Meyrick described this species under the name Glyphipterix asteronota as follows:

♂ ♀. 3 1/4. Head, thorax, and antennae dark fuscous. Palpi whitish, with obsolete darker rings. (?) Abdomen dark fuscous, apex whitish. Legs dark fuscous, middle and posterior tibiae with whitish central and apical bands, all tarsi with broad whitish rings at apex of joints. Fore-wings somewhat dilated, hind-margin rather strongly sinuate beneath apex; dark fuscous; two conspicuous clear white semilunate spots on inner margin, reaching half across wing, first near base, second slightly beyond middle, both outwardly oblique, their apices curved towards apex of wing; six slender oblique white streaks from costa; first at 1/4; second hardly before middle, not reaching half across wing; third uniting with a similar streak from anal angle to form an outwardly curved transverse fascia; fourth short; fifth and sixth small, wedge-shaped, close before apex; some irregular silvery-white scales above anal angle beyond the transverse fascia; cilia grey (?), basal half separated by a black line and clothed with dark fuscous scales, except on a wedge-shaped black-margined indentation a little below apex, containing a whitish spot. (?) Hind-wings and cilia dark fuscous-grey.
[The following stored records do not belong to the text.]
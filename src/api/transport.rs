//! Tags each request with whether the client connection was encrypted.
//!
//! TLS is terminated in front of this service, so the only signal available is
//! `X-Forwarded-Proto`, honoured only when the operator says the proxy sets it.

use crate::gate::Transport;
use axum::{
    extract::{Request, State},
    http::HeaderMap,
    middleware::Next,
    response::Response,
};

const X_FORWARDED_PROTO: &str = "x-forwarded-proto";

#[derive(Debug, Clone, Copy, Default)]
pub struct TransportPolicy {
    pub trust_forwarded_proto: bool,
}

impl TransportPolicy {
    #[must_use]
    pub fn classify(self, headers: &HeaderMap) -> Transport {
        Transport {
            encrypted: self.trust_forwarded_proto && forwarded_https(headers),
        }
    }
}

pub async fn mark(
    State(policy): State<TransportPolicy>,
    mut request: Request,
    next: Next,
) -> Response {
    let transport = policy.classify(request.headers());
    request.extensions_mut().insert(transport);
    next.run(request).await
}

// The first value describes the client-facing hop.
fn forwarded_https(headers: &HeaderMap) -> bool {
    headers
        .get(X_FORWARDED_PROTO)
        .and_then(|value| value.to_str().ok())
        .and_then(|value| value.split(',').next())
        .is_some_and(|proto| proto.trim().eq_ignore_ascii_case("https"))
}
impl Gate {
    /// Load the login page and key the session codec.
    ///
    /// # Errors
    /// Fails when the password is empty, when the template exists but does not
    /// parse, or when it cannot be read and the policy is [`MissingTemplate::Deny`].
    pub fn new(config: GateConfig) -> Result<Self, GateError> {
        let codec = SessionCodec::new(&config.password)?;
        let path = config.login_html_path;

        let mode = match std::fs::read(&path) {
            Ok(bytes) => {
                let template = LoginTemplate::from_bytes(&bytes).map_err(|source| {
                    GateError::ParseTemplate {
                        path: path.clone(),
                        source,
                    }
                })?;
                debug!(path = %path.display(), "login page template loaded");
                Mode::Configured(template)
            }
            Err(source) => match config.missing_template {
                MissingTemplate::Allow => {
                    error!(
                        path = %path.display(),
                        "login page template unavailable ({source}), requests will not be authenticated"
                    );
                    Mode::Unconfigured
                }
                MissingTemplate::Deny => return Err(GateError::ReadTemplate { path, source }),
            },
        };

        Ok(Self {
            password: config.password,
            codec,
            login_html_path: path,
            title: config.title,
            mode,
        })
    }

    #[must_use]
    pub fn is_configured(&self) -> bool {
        matches!(self.mode, Mode::Configured(_))
    }

    /// Decide the outcome for one request, delegating to `next` when allowed through.
    pub async fn handle(&self, request: Request, next: Next) -> Response {
        let Mode::Configured(template) = &self.mode else {
            error!(
                path = %self.login_html_path.display(),
                "login page template not loaded, forwarding request without authentication"
            );
            return next.run(request).await;
        };

        let session = cookie::extract_session_token(request.headers())
            .map(|token| self.codec.verify(token));
        match session {
            Some(true) => {
                debug!("valid session cookie, forwarding");
                return next.run(request).await;
            }
            Some(false) => debug!("invalid session cookie"),
            None => {}
        }

        if request.method() == Method::POST {
            let secure = is_encrypted(&request);
            let target = redirect_target(&request);

            if let Some(submitted) = submitted_password(request).await {
                if self.password_matches(&submitted) {
                    return self.issue_session(&target, secure);
                }
                info!("invalid password submitted");
                return self.challenge(template, INVALID_PASSWORD_MESSAGE);
            }
            debug!("no password in submitted form");
        }

        self.challenge(template, "")
    }

    fn password_matches(&self, submitted: &SecretString) -> bool {
        self.password
            .expose_secret()
            .as_bytes()
            .ct_eq(submitted.expose_secret().as_bytes())
            .into()
    }

    fn issue_session(&self, target: &str, secure: bool) -> Response {
        let token = self.codec.mint(&new_session_id());

        let headers = cookie::session_cookie(&token, secure)
            .and_then(|cookie| Ok((cookie, HeaderValue::from_str(target)?)));
        match headers {
            Ok((cookie, location)) => {
                info!(secure, "password accepted, session issued");
                (
                    StatusCode::SEE_OTHER,
                    [(SET_COOKIE, cookie), (LOCATION, location)],
                )
                    .into_response()
            }
            Err(err) => {
                error!("Failed to build session response: {err}");
                StatusCode::INTERNAL_SERVER_ERROR.into_response()
            }
        }
    }

    fn challenge(&self, template: &LoginTemplate, message: &str) -> Response {
        let page = LoginPage::new(self.title.as_str()).with_message(message);
        (
            StatusCode::UNAUTHORIZED,
            [(CONTENT_TYPE, HeaderValue::from_static("text/html"))],
            template.render(&page),
        )
            .into_response()
    }
}
use clap::{builder::ValueParser, Arg, Command};

pub const ARG_VERBOSITY: &str = "verbosity";

#[must_use]
pub fn validator_log_level() -> ValueParser {
    ValueParser::from(move |level: &str| -> std::result::Result<u8, String> {
        if let Ok(parsed) = level.parse::<u8>() {
            // Successfully parsed as a number
            if parsed <= 5 {
                return Ok(parsed);
            }
        }

        match level.to_lowercase().as_str() {
            "error" => Ok(0),
            "warn" => Ok(1),
            "info" => Ok(2),
            "debug" => Ok(3),
            "trace" => Ok(4),
            _ => Err("invalid log level".to_string()),
        }
    })
}

#[must_use]
pub fn with_args(command: Command) -> Command {
    command.arg(
        Arg::new(ARG_VERBOSITY)
            .short('v')
            .long("verbose")
            .help("Verbosity level: ERROR, WARN, INFO, DEBUG, TRACE (default: ERROR)")
            .env("PASSGATE_LOG_LEVEL")
            .global(true)
            .action(clap::ArgAction::Count)
            .value_parser(validator_log_level()),
    )
}
//! Session cookie parsing and `Set-Cookie` construction.

use axum::http::{
    header::{InvalidHeaderValue, COOKIE},
    HeaderMap, HeaderValue,
};

pub const SESSION_COOKIE_NAME: &str = "spp-session";

/// Raw value of the first session cookie in the request, if any.
///
/// Values are returned as bytes so non-UTF-8 cookies still reach the codec
/// (which rejects them) instead of being mistaken for "no cookie".
pub(super) fn extract_session_token(headers: &HeaderMap) -> Option<&[u8]> {
    headers
        .get_all(COOKIE)
        .iter()
        .flat_map(|header| header.as_bytes().split(|byte| *byte == b';'))
        .find_map(|pair| {
            let pair = pair.trim_ascii();
            let split = pair.iter().position(|byte| *byte == b'=')?;
            let (name, value) = (&pair[..split], &pair[split + 1..]);
            (name.trim_ascii() == SESSION_COOKIE_NAME.as_bytes()).then(|| unquote(value.trim_ascii()))
        })
}

fn unquote(value: &[u8]) -> &[u8] {
    match value {
        [b'"', inner @ .., b'"'] => inner,
        _ => value,
    }
}

/// Session cookie with no expiry: `HttpOnly` always, `Secure` only when the
/// request arrived over an encrypted transport so plain-HTTP clients keep it.
pub(super) fn session_cookie(token: &str, secure: bool) -> Result<HeaderValue, InvalidHeaderValue> {
    let mut cookie = format!("{SESSION_COOKIE_NAME}={token}; HttpOnly");
    if secure {
        cookie.push_str("; Secure");
    }
    HeaderValue::from_str(&cookie)
}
Philpott described this species under the name Glyphipterix plagigera as follows:

♂ ♀. 9 1/2-11 mm. Head ochreous-white. Thorax fuscous-brown. Palpi moderately tufted beneath, ochreous-white with 4 obscure fuscous rings. Abdomen blackish-grey, obscurely annulated Avith white. Posterior legs black, tibiae and tarsi annulated with white. Forewings elongate, moderately dilated posteriorly, costa moderately arched, apex obtuse, termen oblique; dark greyish-fuscous, purplish tinted and more or less sprinkled with white posteriorly; a narrow, outwardly oblique, white streak from costa at 1/4, reaching to near middle of wing; 5 similar streaks between this and apex, the last two less oblique; a broad white blotch on dorsum near base and a similar one before middle, sometimes uniting at apex; an obscure white streak from tornus, sometimes uniting with third costal streak : cilia fuscous-grey with median line and apical hook darker. Hind- wings broadly lanceolate; fuscous-grey : cilia fuscous-grey.

==Distribution==
This species is endemic to New Zealand. It is common throughout the country.

== Hosts and habitat ==
The larvae of G. tungella are leaf miners of small sedges. The species prefers sheltered shrub or grassy areas and forest clearings. It has been collected at Kānuka scrub sites.

== Behaviour ==
This day flying moth can be seen during the months of October to March.